On Friday, 17 January 2014 at 08:13:05 UTC, Namespace wrote:
On Friday, 17 January 2014 at 03:02:57 UTC, inout wrote:
On Friday, 17 January 2014 at 02:52:15 UTC, bearophile wrote:
deadalnix:

Most object don't have a sensible init value. That is just hiding the problem under the carpet.

If there's desire to solve this problem I think that improving the type system to avoid nulls where they are not desired is better than having an init object.

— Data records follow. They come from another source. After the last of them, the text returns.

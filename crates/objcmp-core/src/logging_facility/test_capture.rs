//! In-memory capture of log events for test assertions
//!
//! Two ways in: [`with_test_capture`] scopes a capturing subscriber to one
//! closure on the current thread, [`init_test_capture`] installs one global
//! capturing subscriber shared by the whole test binary.

use std::collections::HashMap;
use std::sync::{Arc, Mutex, OnceLock};
use tracing::field::{Field, Visit};
use tracing::span::{Attributes, Id};
use tracing::{Level, Subscriber};
use tracing_subscriber::layer::{Context, SubscriberExt};
use tracing_subscriber::registry::LookupSpan;
use tracing_subscriber::util::SubscriberInitExt;
use tracing_subscriber::Layer;

/// A captured log event with all its fields
#[derive(Clone, Debug)]
pub struct CapturedEvent {
    pub level: Level,
    pub component: Option<String>,
    pub op: Option<String>,
    pub event: Option<String>,
    pub message: Option<String>,
    pub fields: HashMap<String, String>,
    /// Fields of every enclosing span, outermost first, inner spans winning
    pub span_fields: HashMap<String, String>,
}

impl CapturedEvent {
    pub fn field(&self, name: &str) -> Option<&str> {
        self.fields.get(name).map(String::as_str)
    }

    pub fn span_field(&self, name: &str) -> Option<&str> {
        self.span_fields.get(name).map(String::as_str)
    }
}

#[derive(Default)]
struct FieldVisitor {
    fields: HashMap<String, String>,
}

impl Visit for FieldVisitor {
    fn record_debug(&mut self, field: &Field, value: &dyn std::fmt::Debug) {
        self.fields
            .insert(field.name().to_string(), format!("{:?}", value));
    }

    fn record_str(&mut self, field: &Field, value: &str) {
        self.fields
            .insert(field.name().to_string(), value.to_string());
    }

    fn record_i64(&mut self, field: &Field, value: i64) {
        self.fields
            .insert(field.name().to_string(), value.to_string());
    }

    fn record_u64(&mut self, field: &Field, value: u64) {
        self.fields
            .insert(field.name().to_string(), value.to_string());
    }

    fn record_bool(&mut self, field: &Field, value: bool) {
        self.fields
            .insert(field.name().to_string(), value.to_string());
    }
}

struct SpanFields(HashMap<String, String>);

/// Layer collecting every event into a shared buffer
pub struct TestCaptureLayer {
    events: Arc<Mutex<Vec<CapturedEvent>>>,
}

impl TestCaptureLayer {
    pub fn new() -> (Self, TestCapture) {
        let events = Arc::new(Mutex::new(Vec::new()));
        let layer = Self {
            events: events.clone(),
        };
        let capture = TestCapture { events };
        (layer, capture)
    }
}

impl<S> Layer<S> for TestCaptureLayer
where
    S: Subscriber + for<'a> LookupSpan<'a>,
{
    fn on_new_span(&self, attrs: &Attributes<'_>, id: &Id, ctx: Context<'_, S>) {
        let mut visitor = FieldVisitor::default();
        attrs.record(&mut visitor);
        if let Some(span) = ctx.span(id) {
            span.extensions_mut().insert(SpanFields(visitor.fields));
        }
    }

    fn on_event(&self, event: &tracing::Event<'_>, ctx: Context<'_, S>) {
        let mut visitor = FieldVisitor::default();
        event.record(&mut visitor);

        let mut span_fields = HashMap::new();
        if let Some(scope) = ctx.event_scope(event) {
            for span in scope.from_root() {
                if let Some(fields) = span.extensions().get::<SpanFields>() {
                    span_fields.extend(fields.0.clone());
                }
            }
        }

        let fields = visitor.fields;
        let captured = CapturedEvent {
            level: *event.metadata().level(),
            component: fields.get("component").cloned(),
            op: fields.get("op").cloned(),
            event: fields.get("event").cloned(),
            message: fields.get("message").cloned(),
            fields,
            span_fields,
        };

        self.events
            .lock()
            .map(|mut events| events.push(captured))
            .ok();
    }
}

/// Handle for accessing captured events in tests
#[derive(Clone)]
pub struct TestCapture {
    events: Arc<Mutex<Vec<CapturedEvent>>>,
}

impl TestCapture {
    /// Get all captured events
    pub fn events(&self) -> Vec<CapturedEvent> {
        self.events.lock().map(|e| e.clone()).unwrap_or_default()
    }

    /// Events with the given `op` and `event` values
    pub fn find(&self, op: &str, event: &str) -> Vec<CapturedEvent> {
        self.events()
            .into_iter()
            .filter(|e| e.op.as_deref() == Some(op) && e.event.as_deref() == Some(event))
            .collect()
    }

    /// Assert that an event exists with the given operation and event type
    ///
    /// # Panics
    ///
    /// Panics if the event is not found
    pub fn assert_event_exists(&self, op: &str, event: &str) {
        let total = self.events().len();
        assert!(
            !self.find(op, event).is_empty(),
            "Expected event op={} event={} not found in {} captured events",
            op,
            event,
            total
        );
    }

    /// Clear all captured events
    pub fn clear(&self) {
        self.events.lock().map(|mut e| e.clear()).ok();
    }

    /// Count events matching a predicate
    pub fn count_events<F>(&self, predicate: F) -> usize
    where
        F: Fn(&CapturedEvent) -> bool,
    {
        self.events().iter().filter(|e| predicate(e)).count()
    }
}

/// Run `f` with a capturing subscriber as the thread's default
///
/// # Example
///
/// ```
/// use objcmp_core::logging_facility::with_test_capture;
/// use objcmp_core::log_op_start;
///
/// let ((), capture) = with_test_capture(|| {
///     log_op_start!("compare");
/// });
/// capture.assert_event_exists("compare", "start");
/// ```
pub fn with_test_capture<R>(f: impl FnOnce() -> R) -> (R, TestCapture) {
    let (layer, capture) = TestCaptureLayer::new();
    let subscriber = tracing_subscriber::registry().with(layer);
    let result = tracing::subscriber::with_default(subscriber, f);
    (result, capture)
}

static GLOBAL_CAPTURE: OnceLock<TestCapture> = OnceLock::new();

/// Install a capturing subscriber as the global default
///
/// Returns the shared capture handle. Events from every test in the binary
/// land in it, so assertions should filter on something unique to the test.
pub fn init_test_capture() -> TestCapture {
    GLOBAL_CAPTURE
        .get_or_init(|| {
            let (layer, capture) = TestCaptureLayer::new();
            // Another global subscriber may already be installed
            let _ = tracing_subscriber::registry().with(layer).try_init();
            capture
        })
        .clone()
}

So aren't not-nullable pointers and references a better solution?

Bye,
bearophile

This! Also, if anything, it's better to turn `init` into a method rather than an object. The following would work all of a sudden:

class Foo
{
   Bar bar = new Bar();
   int i = 42;

   Foo() {
      assert(bar !is null);
      assert(i == 42);
   }

   // auto-generated
   private final void init(Foo foo) {

      foo.bar = new Bar();
      foo.i = 42;
   }
}
That would be indeed a nice solution and would break AFAIK nothing. :)

But IMO even better would be something like this:
----
class A {
        int id;

        this(int id) {
                this.id = id;
        }

        static A init() {
                return new A(42);
        }
}

A a; /// <-- A a = A.init; --> A a = new A(42);
----
Define your own init method which initialize the object to not null.